Florence Laura Goodenough (August 6, 1886 – April 4, 1959) was an American psychologist and professor at the University of Minnesota who studied child intelligence and various problems in the field of child development. She was president of the Society for Research in Child Development from 1946-1947. She is best known for published book The Measurement of Intelligence, where she introduced the Goodenough Draw-A-Man test (now the Draw-A-Person Test) to assess intelligence in young children through nonverbal measurement.  She is noted for developing the Minnesota Preschool Scale.  In 1931 she published two notable books titled Experimental Child Study (with John E. Anderson) and Anger in Young Children which analyzed the methods used in evaluating children. She wrote the Handbook of Child Psychology in 1933, becoming the first known psychologist to critique ratio I.Q.

Early life
Florence Laura Goodenough was born to Alice and Linus Goodenough on August 6, 1886, in Honesdale, Pennsylvania and was the youngest of nine children.
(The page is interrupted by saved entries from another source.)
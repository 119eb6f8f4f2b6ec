use super::traits::ConfigSection;
use crate::error::{EvotreeError, Result};
use serde::{Deserialize, Serialize};

/// Tree construction method.
///
/// `Grow` draws each inner slot from the union of functions and terminals and
/// tends to build irregular, shallow trees. `Full` only places terminals at the
/// maximum depth, giving bushy, balanced trees. `RampedHalfAndHalf` flips a fair
/// coin between the two on every tree, which keeps an initial population varied.
#[derive(Debug, Clone, Copy, PartialEq, Eq, Serialize, Deserialize)]
pub enum GenerationMode {
    Grow,
    Full,
    RampedHalfAndHalf,
}

#[derive(Debug, Clone, Serialize, Deserialize)]
#[serde(default)]
pub struct GeneratorConfig {
    /// Maximum root-to-leaf path length in edges.
    pub max_depth: usize,
    pub num_features: usize,
    pub constants: Vec<f64>,
    pub mode: GenerationMode,
    /// Standard deviation of the noise point mutation adds to new constants.
    pub constant_jitter: f64,
}

impl Default for GeneratorConfig {
    fn default() -> Self {
        Self {
            max_depth: 5,
            num_features: 1,
            constants: vec![-1.0, 0.0, 1.0],
            mode: GenerationMode::RampedHalfAndHalf,
            constant_jitter: 1.0,
        }
    }
}

impl ConfigSection for GeneratorConfig {
    fn section_name() -> &'static str {
        "generator"
    }

    fn validate(&self) -> Result<()> {
        if self.max_depth < 1 {
            return Err(EvotreeError::Configuration(
                "Max depth must be at least 1".to_string()
            ));
        }
        if self.constants.is_empty() {
            return Err(EvotreeError::Configuration(
                "At least one constant is required".to_string()
            ));
        }
        if self.constants.iter().any(|c| !c.is_finite()) {
            return Err(EvotreeError::Configuration(
                "Constants must be finite".to_string()
            ));
        }
        if !self.constant_jitter.is_finite() || self.constant_jitter < 0.0 {
            return Err(EvotreeError::Configuration(
                "Constant jitter must be a finite, non-negative value".to_string()
            ));
        }
        Ok(())
    }
}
She was home-schooled and received the equivalent of a high school diploma

Academic career 
In 1908 Goodenough graduated with a Bachelor of Pedagogy (B.Pd.) from Millersville, Pennsylvania Normal School, although there is not much documentation of her time at Millersville, she spent almost a decade teaching at rural schools in Pennsylvania before going further with her education. She then went on to earn her bachelor's (B.S.) from Columbia University in 1920, and only a year later, she received her M.A. under advisor Leta Hollingworth, at Columbia as well. From 1920-1921, she also served as the director of research for the Rutherford & Perth Amboy public schools in the state of New Jersey. It was during her time in public schools when she actually conducted a majority of her data.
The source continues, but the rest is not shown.